We are continuously improving this project. Key planned updates include:

  • Removing the need for user input in directory paths.
  • Merging post-processing scripts to create a more user-friendly and automated process.
  • Optimising code for improved performance and scalability.
  • Expanding support to include analysis for fully generated images.

Setup Instructions

To setup this project the following needs to be completed:

  1. Prerequisites
  2. Install the required MATLAB packages
  3. Unzip the jpeg_toolbox.rar
  4. Run the Setup Script
  5. Add Images to Corresponding Directories
  6. Set File Paths

Prerequisites

Before setting up the project, ensure you have:

  • MATLAB R2024a installed on your system.
  • A git clone of the GenAI-Image-Forensics-Toolbox repository.
  • The required toolbox files (jpeg_toolbox.rar) within the Util directory.

Install the required MATLAB packages

For this code to run, some MATLAB packages are required. These can be installed by going to the Environment section on the Home tab of the MATLAB toolstrip and clicking on Add-Ons. The following packages should be installed:

  • Image Processing Toolbox
  • Wavelet Toolbox
  • Statistics and Machine Learning Toolbox
  • Parallel Computing Toolbox
  • Signal Processing Toolbox

Unzip the jpeg_toolbox.rar

The jpeg_toolbox.rar within Util directory will need to be unzipped and the paths added into MATLAB. This directory provides required functions for the code to correctly run.

  1. Locate and unzip the jpeg_toolbox.rar file in the Util directory.
  2. The jpegtbx_1.4 directory within this should also be unzipped.
  3. From the project root directory add the following paths ./Util, ./Util/jpeg_toolbox, ./Util/jpeg_toolbox/jpegtbx_1.4, and ./Analysis_and_Processing in MATLAB.
    • Navigate to the Environment section on the Home tab of the MATLAB toolstrip.
    • Click Set Path.
    • Click Add folder and locate the above highlighted paths.

Run the Setup Script

There is a setup script provided to create the needed directory structure. Depending on which operating system you use, both a Windows bat script and Linux bash script have been included. These need to be run in the terminal from the directory they are placed in.

You should ensure you are in the root directory of GenAI-Image-Forensics-Toolbox within the terminal:

# check current directory
pwd

# if you need to move directory
cd GenAI-Image-Forensics-Toolbox

Then execute the setup script depending on your operating system

# Windows:
.\setup.bat

# Linux:
.\setup.sh

This should create the following directory structure:

.
├── Dataset
│   ├── Tampered
│   ├── Authentic
│   └── Masks

More information on each directory can be found in the Directory Structure section.

Add Images to Corresponding Directories

This code assumes that the naming syntax of the images is:
[ToolOfManipulation]_[Class]_inpaint_[NumID]_[IterationNum].

For example,
GLIDE_Animals_inpaint_1_1.jpg is an image edited with GLIDE of an animal which can be directly linked to real_1 and real_mask_1 and the first iteration.

All images should be added into the corresponding directories with the correct naming convention for the code to run correctly.
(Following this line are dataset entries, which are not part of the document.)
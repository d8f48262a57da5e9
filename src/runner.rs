//! Simulated fire-and-forget actions.
//!
//! A run goes `Idle -> Running` on [`SimulatedActionRunner::start`] and ends in
//! exactly one of `Completed`, `Cancelled` or `Failed`. Completion is driven by
//! the injected [`Clock`]; the [`NotificationSink`] hears about it once.

use crate::clock::{CancelToken, Clock};
use crate::model::{ActionRequest, NotificationKind, RunState};
use crate::notify::NotificationSink;
use serde::Serialize;
use std::collections::BTreeMap;
use std::sync::atomic::{AtomicU64, Ordering};
use std::sync::{Arc, Mutex, MutexGuard, PoisonError, Weak};
use std::time::Duration;

#[derive(Debug, Clone, Copy, PartialEq, Eq, Hash, PartialOrd, Ord, Serialize)]
pub struct RunHandle(u64);

#[derive(Debug, Clone, Serialize)]
pub struct ActionRun {
    pub request: ActionRequest,
    pub state: RunState,
    #[serde(with = "humantime_serde")]
    pub started_at: Duration,
}

struct RunEntry {
    run: ActionRun,
    timer: Option<CancelToken>,
}

struct Shared {
    runs: Mutex<BTreeMap<RunHandle, RunEntry>>,
    sink: Arc<dyn NotificationSink>,
}

impl Shared {
    fn runs(&self) -> MutexGuard<'_, BTreeMap<RunHandle, RunEntry>> {
        self.runs.lock().unwrap_or_else(PoisonError::into_inner)
    }

    /// Timer callback body. Only a `Running` run completes; anything else is a
    /// late or duplicate fire and is ignored.
    fn complete(&self, handle: RunHandle) {
        let message = {
            let mut runs = self.runs();
            let Some(entry) = runs.get_mut(&handle) else {
                return;
            };
            if entry.run.state != RunState::Running {
                tracing::trace!(?handle, state = ?entry.run.state, "ignoring timer for finished run");
                return;
            }
            entry.run.state = RunState::Completed;
            entry.timer = None;
            let request = &entry.run.request;
            tracing::info!(?handle, action_id = %request.action_id, kind = ?request.kind, "action completed");
            request.kind.success_message(&request.action_id)
        };
        self.sink.notify(&message, NotificationKind::Success);
    }
}

pub struct SimulatedActionRunner {
    clock: Arc<dyn Clock>,
    shared: Arc<Shared>,
    next_id: AtomicU64,
}

impl SimulatedActionRunner {
    pub fn new(clock: Arc<dyn Clock>, sink: Arc<dyn NotificationSink>) -> Self {
        Self {
            clock,
            shared: Arc::new(Shared {
                runs: Mutex::new(BTreeMap::new()),
                sink,
            }),
            next_id: AtomicU64::new(0),
        }
    }

    /// Begin a run and schedule its completion. Returns without waiting.
    pub fn start(&self, request: ActionRequest) -> RunHandle {
        let handle = RunHandle(self.next_id.fetch_add(1, Ordering::Relaxed));
        let delay = request.simulated_latency;
        tracing::info!(
            ?handle,
            action_id = %request.action_id,
            kind = ?request.kind,
            latency_ms = delay.as_millis() as u64,
            "starting action"
        );

        let mut run = ActionRun {
            request,
            state: RunState::Idle,
            started_at: self.clock.now(),
        };
        run.state = RunState::Running;
        self.shared
            .runs()
            .insert(handle, RunEntry { run, timer: None });

        // The callback holds a weak reference so a dropped runner does not
        // keep its runs alive inside the clock.
        let weak: Weak<Shared> = Arc::downgrade(&self.shared);
        let token = self.clock.schedule(
            delay,
            Box::new(move || {
                if let Some(shared) = weak.upgrade() {
                    shared.complete(handle);
                }
            }),
        );

        if let Some(entry) = self.shared.runs().get_mut(&handle) {
            if entry.run.state == RunState::Running {
                entry.timer = Some(token);
            }
        }
        handle
    }

    /// Stop a running action without reporting it. Safe to call repeatedly
    /// and on handles that already finished.
    pub fn cancel(&self, handle: RunHandle) {
        let token = {
            let mut runs = self.shared.runs();
            let Some(entry) = runs.get_mut(&handle) else {
                return;
            };
            if entry.run.state != RunState::Running {
                return;
            }
            entry.run.state = RunState::Cancelled;
            tracing::info!(?handle, action_id = %entry.run.request.action_id, "action cancelled");
            entry.timer.take()
        };
        if let Some(token) = token {
            self.clock.cancel(token);
        }
    }

    /// Move a running action to `Failed` and report it as an error. The
    /// simulation never calls this; it is the hook a real backend reports
    /// through.
    #[allow(dead_code)]
    pub fn fail(&self, handle: RunHandle, reason: &str) {
        let (token, message) = {
            let mut runs = self.shared.runs();
            let Some(entry) = runs.get_mut(&handle) else {
                return;
            };
            if entry.run.state != RunState::Running {
                return;
            }
            entry.run.state = RunState::Failed;
            let request = &entry.run.request;
            tracing::warn!(?handle, action_id = %request.action_id, reason, "action failed");
            (
                entry.timer.take(),
                request.kind.failure_message(&request.action_id, reason),
            )
        };
        if let Some(token) = token {
            self.clock.cancel(token);
        }
        self.shared.sink.notify(&message, NotificationKind::Error);
    }

    pub fn state(&self, handle: RunHandle) -> Option<RunState> {
        self.shared.runs().get(&handle).map(|e| e.run.state)
    }

    pub fn run(&self, handle: RunHandle) -> Option<ActionRun> {
        self.shared.runs().get(&handle).map(|e| e.run.clone())
    }

    /// Number of runs still in flight. The UI shows its spinner while this is
    /// non-zero.
    pub fn running_count(&self) -> usize {
        self.shared
            .runs()
            .values()
            .filter(|e| e.run.state == RunState::Running)
            .count()
    }

    /// Most recently started run that is still in flight.
    pub fn latest_running(&self) -> Option<RunHandle> {
        self.shared
            .runs()
            .iter()
            .rev()
            .find(|(_, e)| e.run.state == RunState::Running)
            .map(|(h, _)| *h)
    }

    /// Forget every run that reached a terminal state.
    pub fn prune(&self) -> usize {
        let mut runs = self.shared.runs();
        let before = runs.len();
        runs.retain(|_, e| !e.run.state.is_terminal());
        before - runs.len()
    }
}

#[cfg(test)]
mod tests {
    use super::*;
    use crate::clock::FakeClock;
    use crate::model::{ActionKind, Notification};
    use crate::notify::RecordingSink;

    fn setup() -> (Arc<FakeClock>, Arc<RecordingSink>, SimulatedActionRunner) {
        let clock = Arc::new(FakeClock::new());
        let sink = Arc::new(RecordingSink::default());
        let runner = SimulatedActionRunner::new(clock.clone(), sink.clone());
        (clock, sink, runner)
    }

    fn req(id: &str, kind: ActionKind, ms: u64) -> ActionRequest {
        ActionRequest::new(id, kind, Duration::from_millis(ms))
    }

    #[test]
    fn completes_once_after_latency() {
        let (clock, sink, runner) = setup();
        let h = runner.start(req("CheckOSCompatibility.ps1", ActionKind::RemoteAction, 2000));
        assert_eq!(runner.state(h), Some(RunState::Running));

        clock.advance(Duration::from_millis(1999));
        assert!(sink.messages().is_empty());

        clock.advance(Duration::from_millis(1));
        let seen = sink.messages();
        assert_eq!(seen.len(), 1);
        assert!(seen[0].0.contains("CheckOSCompatibility.ps1"));
        assert_eq!(seen[0].1, NotificationKind::Success);
        assert_eq!(runner.state(h), Some(RunState::Completed));

        clock.advance(Duration::from_secs(60));
        assert_eq!(sink.messages().len(), 1);
    }

    #[test]
    fn cancel_before_latency_reports_nothing() {
        let (clock, sink, runner) = setup();
        let h = runner.start(req("a", ActionKind::Automation, 2000));
        clock.advance(Duration::from_millis(500));
        runner.cancel(h);
        assert_eq!(runner.state(h), Some(RunState::Cancelled));
        assert_eq!(clock.pending_count(), 0);

        clock.advance(Duration::from_secs(10));
        assert!(sink.messages().is_empty());
        assert_eq!(runner.state(h), Some(RunState::Cancelled));
    }

    #[test]
    fn cancel_is_idempotent_and_ignores_finished_runs() {
        let (clock, sink, runner) = setup();
        let h = runner.start(req("a", ActionKind::Campaign, 10));
        clock.advance(Duration::from_millis(10));
        runner.cancel(h);
        runner.cancel(h);
        assert_eq!(runner.state(h), Some(RunState::Completed));
        assert_eq!(sink.messages().len(), 1);

        runner.cancel(RunHandle(999));
    }

    #[test]
    fn shorter_latency_notifies_first() {
        let (clock, sink, runner) = setup();
        runner.start(req("slow", ActionKind::RemoteAction, 100));
        runner.start(req("fast", ActionKind::RemoteAction, 50));
        clock.advance(Duration::from_millis(1000));
        let seen = sink.messages();
        assert_eq!(seen.len(), 2);
        assert!(seen[0].0.contains("\"fast\""));
        assert!(seen[1].0.contains("\"slow\""));
    }

    #[test]
    fn equal_latency_completes_in_start_order() {
        let (clock, sink, runner) = setup();
        for id in ["first", "second", "third"] {
            runner.start(req(id, ActionKind::Automation, 2000));
        }
        clock.advance(Duration::from_millis(2000));
        let order: Vec<_> = sink
            .messages()
            .into_iter()
            .map(|(m, _)| m)
            .collect();
        assert_eq!(
            order,
            vec![
                ActionKind::Automation.success_message("first"),
                ActionKind::Automation.success_message("second"),
                ActionKind::Automation.success_message("third"),
            ]
        );
    }

    #[test]
    fn duplicate_timer_fire_is_a_no_op() {
        let (clock, sink, runner) = setup();
        let h = runner.start(req("a", ActionKind::RemoteAction, 5));
        clock.advance(Duration::from_millis(5));
        runner.shared.complete(h);
        runner.shared.complete(h);
        assert_eq!(sink.messages().len(), 1);

        let c = runner.start(req("b", ActionKind::RemoteAction, 5));
        runner.cancel(c);
        runner.shared.complete(c);
        assert_eq!(runner.state(c), Some(RunState::Cancelled));
        assert_eq!(sink.messages().len(), 1);
    }

    #[test]
    fn fail_reports_error_and_suppresses_completion() {
        let (clock, sink, runner) = setup();
        let h = runner.start(req("a", ActionKind::Campaign, 100));
        runner.fail(h, "device offline");
        clock.advance(Duration::from_secs(1));
        let seen = sink.messages();
        assert_eq!(seen.len(), 1);
        assert_eq!(seen[0].1, NotificationKind::Error);
        assert!(seen[0].0.contains("device offline"));
        assert_eq!(runner.state(h), Some(RunState::Failed));

        runner.fail(h, "again");
        assert_eq!(sink.messages().len(), 1);
    }

    #[test]
    fn running_count_drops_to_zero_for_every_kind() {
        let (clock, _sink, runner) = setup();
        for kind in [ActionKind::RemoteAction, ActionKind::Automation, ActionKind::Campaign] {
            runner.start(req("x", kind, 2000));
        }
        assert_eq!(runner.running_count(), 3);
        clock.advance(Duration::from_millis(2000));
        assert_eq!(runner.running_count(), 0);
        assert_eq!(runner.prune(), 3);
    }

    #[test]
    fn latest_running_skips_finished_runs() {
        let (clock, _sink, runner) = setup();
        let a = runner.start(req("a", ActionKind::RemoteAction, 1000));
        let b = runner.start(req("b", ActionKind::RemoteAction, 10));
        assert_eq!(runner.latest_running(), Some(b));
        clock.advance(Duration::from_millis(10));
        assert_eq!(runner.latest_running(), Some(a));
    }

    #[test]
    fn started_at_reads_the_clock() {
        let (clock, _sink, runner) = setup();
        clock.advance(Duration::from_millis(750));
        let h = runner.start(req("a", ActionKind::RemoteAction, 1));
        assert_eq!(runner.run(h).unwrap().started_at, Duration::from_millis(750));
    }

    #[tokio::test(start_paused = true)]
    async fn tokio_clock_delivers_through_channel_sink() {
        let (clock, _driver) = crate::clock::TokioClock::spawn();
        let (tx, mut rx) = tokio::sync::mpsc::unbounded_channel::<Notification>();
        let runner = SimulatedActionRunner::new(
            Arc::new(clock),
            Arc::new(crate::notify::ChannelSink::new(tx)),
        );
        let cancelled = runner.start(req("dropped", ActionKind::Campaign, 100));
        runner.start(req("kept", ActionKind::Automation, 2000));
        runner.cancel(cancelled);

        let n = rx.recv().await.unwrap();
        assert_eq!(n.message, ActionKind::Automation.success_message("kept"));
        assert_eq!(runner.running_count(), 0);
        assert!(rx.try_recv().is_err());
    }
}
Additionally, within the directories it is expected that there is a further directory breakdown for classes such as:

.
├───Dataset
│   ├───Authentic
│   │   ├───Animals
│   │   ├───Objects
│   │   ├───Person
│   │   └───Scenery
│   ├───Masks
│   │   ├───Animals
│   │   ├───Objects
│   │   ├───Person
│   │   └───Scenery
│   ├───Tampered
│   │   ├───Animals
│   │   ├───Objects
│   │   ├───Person
│   │   └───Scenery

The classes can be any subject class of your choice as long as they match the classes within the filenames.

It is recommended to read the Mask Requirement of this documentation and follow option 1 to fill the dataset directory correctly.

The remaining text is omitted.